Please copy out the lines in the entries that contain "HeaderValue".

MATERIAL FOR THIS EXERCISE »
----------------------------------------

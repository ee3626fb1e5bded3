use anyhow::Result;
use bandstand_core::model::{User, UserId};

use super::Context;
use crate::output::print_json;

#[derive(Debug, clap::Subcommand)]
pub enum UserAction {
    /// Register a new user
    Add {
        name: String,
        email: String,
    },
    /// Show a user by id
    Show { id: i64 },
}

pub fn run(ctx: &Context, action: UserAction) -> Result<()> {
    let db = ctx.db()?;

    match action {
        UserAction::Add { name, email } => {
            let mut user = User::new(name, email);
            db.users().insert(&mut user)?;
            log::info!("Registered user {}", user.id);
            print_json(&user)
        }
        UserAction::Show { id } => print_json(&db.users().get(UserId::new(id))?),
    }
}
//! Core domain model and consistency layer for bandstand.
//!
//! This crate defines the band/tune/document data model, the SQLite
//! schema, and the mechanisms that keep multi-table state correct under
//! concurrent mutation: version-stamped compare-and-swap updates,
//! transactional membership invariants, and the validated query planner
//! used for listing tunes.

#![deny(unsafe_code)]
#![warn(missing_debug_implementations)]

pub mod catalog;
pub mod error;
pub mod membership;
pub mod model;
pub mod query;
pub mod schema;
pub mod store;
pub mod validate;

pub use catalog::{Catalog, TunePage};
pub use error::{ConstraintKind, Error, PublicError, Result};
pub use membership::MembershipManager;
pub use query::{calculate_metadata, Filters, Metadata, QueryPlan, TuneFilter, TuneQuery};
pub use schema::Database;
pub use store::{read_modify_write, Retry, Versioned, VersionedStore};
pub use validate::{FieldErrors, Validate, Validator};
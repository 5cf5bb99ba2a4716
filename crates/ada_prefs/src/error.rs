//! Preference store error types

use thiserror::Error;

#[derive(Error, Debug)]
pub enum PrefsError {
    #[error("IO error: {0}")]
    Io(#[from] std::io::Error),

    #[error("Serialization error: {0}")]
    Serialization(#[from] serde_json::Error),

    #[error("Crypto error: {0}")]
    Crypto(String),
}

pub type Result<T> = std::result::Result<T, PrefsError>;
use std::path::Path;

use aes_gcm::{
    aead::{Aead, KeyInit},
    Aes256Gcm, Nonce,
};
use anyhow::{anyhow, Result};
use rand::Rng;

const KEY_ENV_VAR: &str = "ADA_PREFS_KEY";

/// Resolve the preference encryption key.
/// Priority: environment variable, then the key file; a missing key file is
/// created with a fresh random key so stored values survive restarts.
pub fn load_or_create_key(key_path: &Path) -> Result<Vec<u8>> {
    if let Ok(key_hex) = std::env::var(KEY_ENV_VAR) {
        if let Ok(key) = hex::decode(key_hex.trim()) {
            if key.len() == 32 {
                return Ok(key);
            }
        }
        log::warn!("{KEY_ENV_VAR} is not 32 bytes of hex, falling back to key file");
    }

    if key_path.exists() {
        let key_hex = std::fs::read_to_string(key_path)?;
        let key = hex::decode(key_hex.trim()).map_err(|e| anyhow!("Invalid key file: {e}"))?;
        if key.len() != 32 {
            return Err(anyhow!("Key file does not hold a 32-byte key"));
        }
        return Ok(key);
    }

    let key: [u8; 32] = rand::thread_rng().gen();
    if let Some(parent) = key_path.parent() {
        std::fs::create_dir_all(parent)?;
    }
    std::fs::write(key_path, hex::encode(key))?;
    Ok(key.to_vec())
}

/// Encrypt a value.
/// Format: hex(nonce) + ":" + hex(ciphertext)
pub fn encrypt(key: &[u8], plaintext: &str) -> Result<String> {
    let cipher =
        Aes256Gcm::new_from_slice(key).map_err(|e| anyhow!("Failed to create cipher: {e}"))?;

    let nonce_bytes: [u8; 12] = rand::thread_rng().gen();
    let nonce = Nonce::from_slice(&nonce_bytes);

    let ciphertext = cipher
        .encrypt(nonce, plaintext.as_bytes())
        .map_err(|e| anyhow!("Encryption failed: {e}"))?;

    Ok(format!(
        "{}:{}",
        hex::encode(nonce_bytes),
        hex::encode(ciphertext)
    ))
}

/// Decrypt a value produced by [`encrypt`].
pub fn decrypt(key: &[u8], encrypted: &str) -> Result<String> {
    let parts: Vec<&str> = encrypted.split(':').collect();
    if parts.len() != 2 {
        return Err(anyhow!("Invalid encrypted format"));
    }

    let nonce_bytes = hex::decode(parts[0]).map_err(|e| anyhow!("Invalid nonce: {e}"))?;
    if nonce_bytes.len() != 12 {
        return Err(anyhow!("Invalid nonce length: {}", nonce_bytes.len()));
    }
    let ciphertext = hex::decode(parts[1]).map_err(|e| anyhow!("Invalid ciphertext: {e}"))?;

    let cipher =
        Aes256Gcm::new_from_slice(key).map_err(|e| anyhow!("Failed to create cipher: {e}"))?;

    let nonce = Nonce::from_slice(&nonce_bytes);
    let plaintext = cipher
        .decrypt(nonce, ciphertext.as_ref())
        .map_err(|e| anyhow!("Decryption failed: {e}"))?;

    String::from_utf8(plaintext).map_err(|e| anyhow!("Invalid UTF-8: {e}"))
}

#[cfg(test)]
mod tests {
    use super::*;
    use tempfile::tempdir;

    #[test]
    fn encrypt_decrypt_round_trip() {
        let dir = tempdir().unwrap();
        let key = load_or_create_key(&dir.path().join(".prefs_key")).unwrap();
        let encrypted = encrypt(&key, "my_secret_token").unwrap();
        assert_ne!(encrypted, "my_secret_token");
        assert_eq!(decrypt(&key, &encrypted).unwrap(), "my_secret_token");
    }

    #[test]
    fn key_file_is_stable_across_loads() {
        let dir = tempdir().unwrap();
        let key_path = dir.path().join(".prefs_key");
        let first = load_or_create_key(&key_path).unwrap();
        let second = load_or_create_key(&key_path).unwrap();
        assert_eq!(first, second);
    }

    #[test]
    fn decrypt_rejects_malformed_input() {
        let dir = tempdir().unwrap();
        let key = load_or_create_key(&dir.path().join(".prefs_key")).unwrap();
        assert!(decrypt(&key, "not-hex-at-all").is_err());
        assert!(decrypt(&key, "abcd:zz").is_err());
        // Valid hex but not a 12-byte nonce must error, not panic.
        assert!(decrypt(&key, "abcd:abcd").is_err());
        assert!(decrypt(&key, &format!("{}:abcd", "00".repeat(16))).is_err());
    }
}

----------------------------------------

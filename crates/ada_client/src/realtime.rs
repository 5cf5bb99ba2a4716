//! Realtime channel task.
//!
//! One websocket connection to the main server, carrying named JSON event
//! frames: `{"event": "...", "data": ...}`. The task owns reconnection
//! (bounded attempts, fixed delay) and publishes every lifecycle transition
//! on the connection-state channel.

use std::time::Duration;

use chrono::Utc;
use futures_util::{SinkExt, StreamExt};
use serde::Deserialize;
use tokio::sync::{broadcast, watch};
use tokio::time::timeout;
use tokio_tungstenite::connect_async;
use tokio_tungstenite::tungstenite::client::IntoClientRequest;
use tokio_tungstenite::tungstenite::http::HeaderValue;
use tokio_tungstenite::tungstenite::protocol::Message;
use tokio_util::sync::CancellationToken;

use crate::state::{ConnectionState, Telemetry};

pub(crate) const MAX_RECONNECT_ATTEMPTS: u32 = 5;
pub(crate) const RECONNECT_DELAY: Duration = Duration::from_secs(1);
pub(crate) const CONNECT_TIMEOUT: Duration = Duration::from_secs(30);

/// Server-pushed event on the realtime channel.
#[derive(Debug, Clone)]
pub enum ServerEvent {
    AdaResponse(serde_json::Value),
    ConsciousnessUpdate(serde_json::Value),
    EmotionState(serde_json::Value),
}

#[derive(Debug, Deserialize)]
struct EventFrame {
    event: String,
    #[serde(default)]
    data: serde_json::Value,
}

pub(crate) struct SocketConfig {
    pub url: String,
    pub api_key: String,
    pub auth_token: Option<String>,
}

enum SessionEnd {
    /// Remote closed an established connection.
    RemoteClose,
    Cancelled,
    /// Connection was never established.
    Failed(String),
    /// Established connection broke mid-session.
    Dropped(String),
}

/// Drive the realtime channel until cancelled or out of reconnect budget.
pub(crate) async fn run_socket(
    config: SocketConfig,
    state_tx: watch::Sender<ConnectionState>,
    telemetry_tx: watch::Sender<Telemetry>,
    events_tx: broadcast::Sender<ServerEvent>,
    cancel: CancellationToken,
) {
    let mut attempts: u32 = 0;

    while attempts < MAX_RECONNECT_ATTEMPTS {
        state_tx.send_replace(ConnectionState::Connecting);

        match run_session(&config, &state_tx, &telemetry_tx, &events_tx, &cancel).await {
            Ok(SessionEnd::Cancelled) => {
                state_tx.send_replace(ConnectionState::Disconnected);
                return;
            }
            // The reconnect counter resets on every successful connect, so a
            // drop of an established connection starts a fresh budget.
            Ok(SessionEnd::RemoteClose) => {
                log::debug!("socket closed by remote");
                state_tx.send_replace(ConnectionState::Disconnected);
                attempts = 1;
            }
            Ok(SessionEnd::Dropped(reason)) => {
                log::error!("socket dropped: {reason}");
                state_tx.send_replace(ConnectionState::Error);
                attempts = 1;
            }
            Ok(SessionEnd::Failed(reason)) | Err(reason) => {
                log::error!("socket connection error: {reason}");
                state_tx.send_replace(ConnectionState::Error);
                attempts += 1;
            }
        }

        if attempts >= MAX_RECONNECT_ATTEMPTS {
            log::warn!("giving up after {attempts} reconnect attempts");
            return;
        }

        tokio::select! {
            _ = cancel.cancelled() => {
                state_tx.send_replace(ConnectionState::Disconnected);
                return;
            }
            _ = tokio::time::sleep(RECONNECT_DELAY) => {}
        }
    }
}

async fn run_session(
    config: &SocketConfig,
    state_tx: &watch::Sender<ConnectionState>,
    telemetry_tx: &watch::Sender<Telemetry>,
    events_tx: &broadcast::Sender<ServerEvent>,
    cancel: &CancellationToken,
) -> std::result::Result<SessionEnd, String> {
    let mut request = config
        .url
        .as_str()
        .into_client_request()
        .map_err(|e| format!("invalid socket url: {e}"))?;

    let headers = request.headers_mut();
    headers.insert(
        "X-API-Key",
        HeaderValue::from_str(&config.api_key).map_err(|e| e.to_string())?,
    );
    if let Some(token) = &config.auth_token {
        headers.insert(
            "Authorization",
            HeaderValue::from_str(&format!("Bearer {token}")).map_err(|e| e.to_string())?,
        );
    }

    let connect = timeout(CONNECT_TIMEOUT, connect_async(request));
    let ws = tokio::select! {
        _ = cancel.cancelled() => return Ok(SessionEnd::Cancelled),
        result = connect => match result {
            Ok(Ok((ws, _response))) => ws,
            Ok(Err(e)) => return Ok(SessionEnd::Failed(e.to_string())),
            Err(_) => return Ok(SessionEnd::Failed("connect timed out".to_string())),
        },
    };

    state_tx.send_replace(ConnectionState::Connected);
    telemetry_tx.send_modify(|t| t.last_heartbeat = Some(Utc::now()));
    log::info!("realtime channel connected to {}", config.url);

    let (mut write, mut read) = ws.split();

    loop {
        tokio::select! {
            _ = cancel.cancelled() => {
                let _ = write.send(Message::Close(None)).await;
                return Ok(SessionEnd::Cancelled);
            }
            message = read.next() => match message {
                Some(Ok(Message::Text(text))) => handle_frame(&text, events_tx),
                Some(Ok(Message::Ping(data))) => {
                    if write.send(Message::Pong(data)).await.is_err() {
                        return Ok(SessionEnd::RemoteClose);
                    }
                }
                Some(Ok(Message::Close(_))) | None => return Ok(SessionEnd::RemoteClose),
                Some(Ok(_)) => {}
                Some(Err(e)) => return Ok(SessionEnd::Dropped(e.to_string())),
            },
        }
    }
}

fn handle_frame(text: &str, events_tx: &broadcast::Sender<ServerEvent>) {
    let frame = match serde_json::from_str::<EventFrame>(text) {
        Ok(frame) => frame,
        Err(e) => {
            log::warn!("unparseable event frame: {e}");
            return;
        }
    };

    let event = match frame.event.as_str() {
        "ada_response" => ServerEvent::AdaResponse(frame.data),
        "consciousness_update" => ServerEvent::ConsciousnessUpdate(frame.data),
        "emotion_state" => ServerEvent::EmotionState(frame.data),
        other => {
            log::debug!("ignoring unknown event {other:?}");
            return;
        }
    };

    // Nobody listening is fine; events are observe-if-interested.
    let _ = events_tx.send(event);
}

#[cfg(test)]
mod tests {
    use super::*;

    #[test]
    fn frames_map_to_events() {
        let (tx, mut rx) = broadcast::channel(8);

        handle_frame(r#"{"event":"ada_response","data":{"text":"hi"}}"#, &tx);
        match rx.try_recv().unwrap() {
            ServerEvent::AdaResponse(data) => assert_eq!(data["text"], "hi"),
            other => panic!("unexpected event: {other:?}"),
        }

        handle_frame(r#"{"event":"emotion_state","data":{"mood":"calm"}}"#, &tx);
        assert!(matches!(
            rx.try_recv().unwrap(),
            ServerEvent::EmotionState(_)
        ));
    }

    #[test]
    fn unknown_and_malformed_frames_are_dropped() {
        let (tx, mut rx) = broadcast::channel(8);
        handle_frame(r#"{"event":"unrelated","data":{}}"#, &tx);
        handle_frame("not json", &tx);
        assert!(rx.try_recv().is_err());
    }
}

----------------------------------------

OUTPUT FOR THIS EXERCISE »
use tokio_tungstenite::tungstenite::http::HeaderValue;
        HeaderValue::from_str(&config.api_key).map_err(|e| e.to_string())?,
            HeaderValue::from_str(&format!("Bearer {token}")).map_err(|e| e.to_string())?,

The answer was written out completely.